Not every cloud service is covered by a Business Associate Agreement. We architect your stack using only BAA-eligible services: RDS for databases, S3 for storage, ECS/EKS for compute, CloudWatch for logging, and KMS for encryption. Services without BAA coverage (some managed ML services, certain analytics tools) are isolated from PHI data flows. We document the BAA-covered architecture for your compliance officer and auditor.

All PHI is encrypted at rest with AES-256 via KMS customer-managed keys and in transit with TLS 1.3. Database-level encryption, EBS volume encryption, and S3 bucket encryption are enforced via SCP policies — no unencrypted resource creation is possible. Access to PHI requires MFA, role-based IAM policies, and break-glass procedures for emergency access. Every PHI access event is logged with user identity, timestamp, and data accessed.

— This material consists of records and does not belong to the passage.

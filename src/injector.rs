use crate::{
    cache::{InstanceCache, WaitGraph},
    instance::Instance,
    lifecycle,
    registry::{OverrideStore, Registry},
    scope::{Scope, ScopeState},
    DeclaredIntrospector, DependencyIntrospector, InjectError, InjectResult,
    Injectable, InjectorBuilder, InterfaceFor, Lifetime, Registration,
    RequestInfo, Resolved, Service, ServiceInfo, Svc, TeardownError,
};
use futures_util::future::{BoxFuture, FutureExt};
use std::sync::Arc;
use tracing::{debug, trace, warn};

/// A runtime dependency injection container. This holds the registration for
/// every service, the overrides installed for testing, and the singleton
/// cache shared by every scope.
///
/// Cloning the injector does not clone the registrations inside of it.
/// Instead, both injectors share the same registry and singletons.
///
/// ```
/// use scoped_injector::{constant, Injector, IntoSingleton, IntoTransient, Svc};
/// use std::sync::atomic::{AtomicUsize, Ordering};
///
/// struct Counter(AtomicUsize);
///
/// fn next(counter: Svc<Counter>) -> usize {
///     counter.0.fetch_add(1, Ordering::SeqCst)
/// }
///
/// # #[tokio::main(flavor = "current_thread")]
/// # async fn main() {
/// let mut builder = Injector::builder();
/// builder.provide(constant(Counter(AtomicUsize::new(0))));
/// builder.provide(next.transient());
///
/// let injector = builder.build();
/// let first: Svc<usize> = injector.resolve().await.unwrap();
/// let second: Svc<usize> = injector.resolve().await.unwrap();
///
/// assert_eq!(0, *first);
/// assert_eq!(1, *second);
/// # }
/// ```
#[derive(Clone)]
pub struct Injector {
    inner: Arc<InjectorInner>,
}

struct InjectorInner {
    registry: Registry,
    overrides: OverrideStore,
    declarations: Arc<DeclaredIntrospector>,
    introspector: Arc<dyn DependencyIntrospector>,
    waits: Arc<WaitGraph>,
    singletons: InstanceCache,
}

impl Injector {
    /// Creates a builder for this injector. This is the preferred way of
    /// creating an injector.
    #[must_use]
    pub fn builder() -> InjectorBuilder {
        InjectorBuilder::default()
    }

    /// Creates an empty injector which determines the dependencies of each
    /// implementation from the declarations made when it was registered.
    #[must_use]
    pub fn new() -> Self {
        Injector::with_introspector(None)
    }

    pub(crate) fn with_introspector(
        introspector: Option<Arc<dyn DependencyIntrospector>>,
    ) -> Self {
        let declarations = Arc::new(DeclaredIntrospector::new());
        let introspector: Arc<dyn DependencyIntrospector> = match introspector {
            Some(introspector) => introspector,
            None => declarations.clone(),
        };
        let waits = Arc::new(WaitGraph::default());
        Injector {
            inner: Arc::new(InjectorInner {
                registry: Registry::default(),
                overrides: OverrideStore::default(),
                declarations,
                introspector,
                singletons: InstanceCache::new(0, waits.clone()),
                waits,
            }),
        }
    }

    /// Shared by the singleton cache and every scoped cache of this
    /// injector, so waits that cross caches are still seen together.
    pub(crate) fn waits(&self) -> Arc<WaitGraph> {
        self.inner.waits.clone()
    }

    /// Registers `I` as the implementation of the service `S`, replacing any
    /// previous registration of `S`.
    pub fn register<S, I>(&self, lifetime: Lifetime)
    where
        S: ?Sized + InterfaceFor<I>,
        I: Injectable,
    {
        self.provide(Registration::new::<S, I>(lifetime));
    }

    /// Registers `I` as its own implementation.
    pub fn register_self<I: Injectable>(&self, lifetime: Lifetime) {
        self.provide(Registration::of::<I>(lifetime));
    }

    /// Stores a registration, replacing any previous registration of the same
    /// service. A singleton already constructed from the replaced
    /// registration is evicted, so the next request constructs it again from
    /// the new one.
    pub fn provide(&self, registration: impl Into<Registration>) {
        let registration = registration.into();
        let service_info = registration.service_info();

        self.inner.declarations.declare(
            registration.implementation(),
            registration.declared_dependencies(),
        );

        debug!(
            service = service_info.name(),
            implementation = registration.implementation().name(),
            lifetime = %registration.lifetime(),
            "registering service"
        );

        if self.inner.registry.insert(registration).is_some()
            && self.inner.singletons.evict(service_info).is_some()
        {
            warn!(
                service = service_info.name(),
                "service was registered again; evicted its cached singleton"
            );
        }
    }

    /// Whether a registration exists for the service.
    #[must_use]
    pub fn is_registered(&self, service_info: ServiceInfo) -> bool {
        self.inner.registry.contains(service_info)
    }

    /// Installs a pre-built instance that is returned for every request of
    /// `S`, including requests made while constructing other services. The
    /// override bypasses lifetimes entirely and is never torn down by the
    /// injector.
    ///
    /// ```
    /// use scoped_injector::{Injector, IntoSingleton, Svc};
    ///
    /// #[derive(Default)]
    /// struct Mailer(&'static str);
    ///
    /// # #[tokio::main(flavor = "current_thread")]
    /// # async fn main() {
    /// let mut builder = Injector::builder();
    /// builder.provide((|| Mailer("smtp")).singleton());
    ///
    /// let injector = builder.build();
    /// injector.override_service(Svc::new(Mailer("fake")));
    ///
    /// let mailer: Svc<Mailer> = injector.resolve().await.unwrap();
    /// assert_eq!("fake", mailer.0);
    /// # }
    /// ```
    pub fn override_service<S: ?Sized + Service>(&self, instance: Svc<S>) {
        debug!(service = ServiceInfo::of::<S>().name(), "overriding service");
        self.inner.overrides.insert(Instance::new(instance, None));
    }

    /// Removes every override installed with
    /// [`Injector::override_service`].
    pub fn reset_overrides(&self) {
        debug!("resetting overrides");
        self.inner.overrides.clear();
    }

    /// Begins a new logical context. Scoped services resolved through the
    /// returned [`Scope`] are shared within it and isolated from every other
    /// scope.
    #[must_use]
    pub fn begin_scope(&self) -> Scope {
        Scope::new(self.clone())
    }

    /// Resolves a service outside of any scope. Requesting a scoped service
    /// this way fails with [`InjectError::ScopeRequired`].
    pub async fn resolve<S: ?Sized + Service>(&self) -> InjectResult<Svc<S>> {
        self.resolve_in(None).await
    }

    /// Resolves a service outside of any scope, returning `None` if the
    /// service has not been registered.
    ///
    /// Only a missing registration for `S` itself produces `None`. A missing
    /// dependency of `S` is still an error.
    pub async fn try_resolve<S: ?Sized + Service>(
        &self,
    ) -> InjectResult<Option<Svc<S>>> {
        optional::<S>(self.resolve_in(None).await)
    }

    /// Tears down every singleton that exposes a teardown handle, most
    /// recently constructed first, and empties the singleton cache. This is
    /// never done automatically.
    pub async fn shutdown(&self) -> Result<(), TeardownError> {
        debug!(
            singletons = self.inner.singletons.len(),
            "shutting down injector"
        );
        lifecycle::release(&self.inner.singletons).await
    }

    pub(crate) async fn resolve_in<S: ?Sized + Service>(
        &self,
        scope: Option<&ScopeState>,
    ) -> InjectResult<Svc<S>> {
        let request_info = RequestInfo::new();
        self.resolve_instance(ServiceInfo::of::<S>(), scope, &request_info)
            .await?
            .downcast()
    }

    fn resolve_instance<'a>(
        &'a self,
        service_info: ServiceInfo,
        scope: Option<&'a ScopeState>,
        request_info: &'a RequestInfo,
    ) -> BoxFuture<'a, InjectResult<Instance>> {
        async move {
            if let Some(instance) = self.inner.overrides.get(service_info) {
                trace!(service = service_info.name(), "using override");
                return Ok(instance);
            }

            if request_info.is_requesting(service_info) {
                return Err(InjectError::CycleDetected {
                    service_info,
                    cycle: request_info.cycle_through(service_info),
                });
            }

            let request_info = request_info.with_request(service_info);
            let registration = self.inner.registry.lookup(service_info)?;

            match registration.lifetime() {
                Lifetime::Singleton => {
                    self.inner
                        .singletons
                        .get_or_try_init(service_info, &request_info, || {
                            self.construct(&registration, None, &request_info)
                        })
                        .await
                }
                Lifetime::Scoped => {
                    let scope = scope
                        .ok_or(InjectError::ScopeRequired { service_info })?;
                    scope
                        .cache()
                        .get_or_try_init(service_info, &request_info, || {
                            self.construct(
                                &registration,
                                Some(scope),
                                &request_info,
                            )
                        })
                        .await
                }
                Lifetime::Transient => {
                    self.construct(&registration, scope, &request_info).await
                }
            }
        }
        .boxed()
    }

    async fn construct(
        &self,
        registration: &Registration,
        scope: Option<&ScopeState>,
        request_info: &RequestInfo,
    ) -> InjectResult<Instance> {
        let dependencies = self
            .inner
            .introspector
            .introspect(registration.implementation())?;

        let mut entries = Vec::with_capacity(dependencies.len());
        for dependency in dependencies {
            let instance = self
                .resolve_instance(dependency.service_info(), scope, request_info)
                .await?;
            entries.push((dependency, instance));
        }

        debug!(
            service = registration.service_info().name(),
            implementation = registration.implementation().name(),
            lifetime = %registration.lifetime(),
            "constructing service"
        );

        registration
            .activate(Resolved::new(
                registration.service_info(),
                request_info.clone(),
                entries,
            ))
            .await
    }
}

impl Default for Injector {
    fn default() -> Self {
        Injector::new()
    }
}

pub(crate) fn optional<S: ?Sized + Service>(
    result: InjectResult<Svc<S>>,
) -> InjectResult<Option<Svc<S>>> {
    match result {
        Ok(service) => Ok(Some(service)),
        Err(InjectError::UnregisteredService { service_info })
            if service_info == ServiceInfo::of::<S>() =>
        {
            Ok(None)
        }
        Err(error) => Err(error),
    }
}
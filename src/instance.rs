use crate::{InjectError, InjectResult, Service, ServiceInfo, Svc, Teardown};
use std::{
    any::Any,
    fmt::{Debug, Formatter},
    sync::Arc,
};

/// A type-erased, constructed service. The erased value is always the
/// `Svc<S>` of the service it was created for, so downcasting back to that
/// pointer type is the only way to read it.
#[derive(Clone)]
pub(crate) struct Instance {
    service_info: ServiceInfo,
    value: Arc<dyn Any + Send + Sync>,
    teardown: Option<Svc<dyn Teardown>>,
}

impl Instance {
    pub fn new<S>(service: Svc<S>, teardown: Option<Svc<dyn Teardown>>) -> Self
    where
        S: ?Sized + Service,
    {
        Instance {
            service_info: ServiceInfo::of::<S>(),
            value: Arc::new(service),
            teardown,
        }
    }

    pub fn service_info(&self) -> ServiceInfo {
        self.service_info
    }

    pub fn teardown(&self) -> Option<&Svc<dyn Teardown>> {
        self.teardown.as_ref()
    }

    pub fn downcast<S>(&self) -> InjectResult<Svc<S>>
    where
        S: ?Sized + Service,
    {
        self.value.downcast_ref::<Svc<S>>().cloned().ok_or(
            InjectError::InvalidProvider {
                service_info: ServiceInfo::of::<S>(),
            },
        )
    }

    /// Whether both instances point to the same service value.
    #[cfg(test)]
    pub fn same_as(&self, other: &Instance) -> bool {
        Arc::ptr_eq(&self.value, &other.value)
    }
}

impl Debug for Instance {
    fn fmt(&self, f: &mut Formatter<'_>) -> std::fmt::Result {
        f.debug_struct("Instance")
            .field("service_info", &self.service_info)
            .field("has_teardown", &self.teardown.is_some())
            .finish()
    }
}
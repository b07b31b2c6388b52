use std::fmt::{Display, Formatter};

/// How many instances of a service the container may create.
#[derive(Clone, Copy, PartialEq, Eq, Debug, Hash)]
pub enum Lifetime {
    /// One instance for the life of the injector. Created on first request.
    Singleton,

    /// One instance per [`Scope`](crate::Scope). Created on the first request
    /// within that scope and torn down when the scope ends.
    Scoped,

    /// A new instance for every request. Never cached.
    Transient,
}

impl Lifetime {
    /// Whether instances with this lifetime are cached by the container.
    #[must_use]
    pub fn is_cached(self) -> bool {
        match self {
            Lifetime::Singleton | Lifetime::Scoped => true,
            Lifetime::Transient => false,
        }
    }
}

impl Display for Lifetime {
    fn fmt(&self, f: &mut Formatter<'_>) -> std::fmt::Result {
        match self {
            Lifetime::Singleton => write!(f, "singleton"),
            Lifetime::Scoped => write!(f, "scoped"),
            Lifetime::Transient => write!(f, "transient"),
        }
    }
}
#[tokio::test]
async fn failed_construction_is_retried() {
    let mut builder = Injector::builder();
    builder.provide(constant(AtomicUsize::new(0)));
    builder.register_self::<Flaky>(Lifetime::Singleton);
    let injector = builder.build();

    match injector.resolve::<Flaky>().await {
        Err(error @ InjectError::ActivationFailed { .. }) => {
            let source = std::error::Error::source(&error).unwrap();
            assert_eq!("not ready yet", source.to_string());
        }
        other => panic!("unexpected result: {:?}", other.map(|_| ())),
    }

    let first: Svc<Flaky> = injector.resolve().await.unwrap();
    let second: Svc<Flaky> = injector.resolve().await.unwrap();
    assert!(Svc::ptr_eq(&first, &second));
}

#[tokio::test]
async fn cancelled_construction_is_not_cached() {
    let mut builder = Injector::builder();
    builder.provide(constant(AtomicUsize::new(0)));
    builder.register_self::<Slow>(Lifetime::Scoped);
    let injector = builder.build();

    let scope = injector.begin_scope();
    let cancelled =
        tokio::time::timeout(Duration::from_millis(10), scope.resolve::<Slow>())
            .await;
    assert!(cancelled.is_err());

    let first: Svc<Slow> = scope.resolve().await.unwrap();
    let second: Svc<Slow> = scope.resolve().await.unwrap();
    assert!(Svc::ptr_eq(&first, &second));

    let attempts: Svc<AtomicUsize> = injector.resolve().await.unwrap();
    assert_eq!(2, attempts.load(Ordering::SeqCst));
}

#[tokio::test]
async fn custom_introspector_decides_dependencies() {
    struct Foo;
    struct Bar(Svc<Foo>);

    let mut builder = Injector::builder();
    builder.with_introspector(
        |_: ServiceInfo| -> InjectResult<Vec<Dependency>> { Ok(Vec::new()) },
    );
    builder.provide((|| Foo).singleton());
    builder.provide(Bar.singleton());
    let injector = builder.build();

    // The factory declares `Foo`, but the introspector says it needs nothing
    match injector.resolve::<Bar>().await {
        Err(InjectError::UndeclaredDependency { service_info, name }) => {
            assert_eq!(ServiceInfo::of::<Bar>(), service_info);
            assert_eq!("#0", name);
        }
        other => panic!("unexpected result: {:?}", other.map(|_| ())),
    }
}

HIPAA requires recording and examining activity in systems containing PHI. We configure: CloudTrail for infrastructure-level audit trails, application audit logs for PHI access events, database activity streams for query logging, and network flow logs for traffic analysis. Logs are stored in a separate, restricted account with 6-year retention (HIPAA minimum). Log integrity is verified with hash chains. SIEM integration enables real-time alerting on suspicious access patterns.

HIPAA requires breach notification within 60 days. We implement automated breach detection: anomaly detection on PHI access patterns, alerts on bulk data exports, failed login monitoring, and unauthorized access attempt tracking. GuardDuty and Security Hub provide threat detection at the infrastructure layer. When a potential breach is detected, automated response isolates the affected system and captures forensic evidence while alerting the incident response team.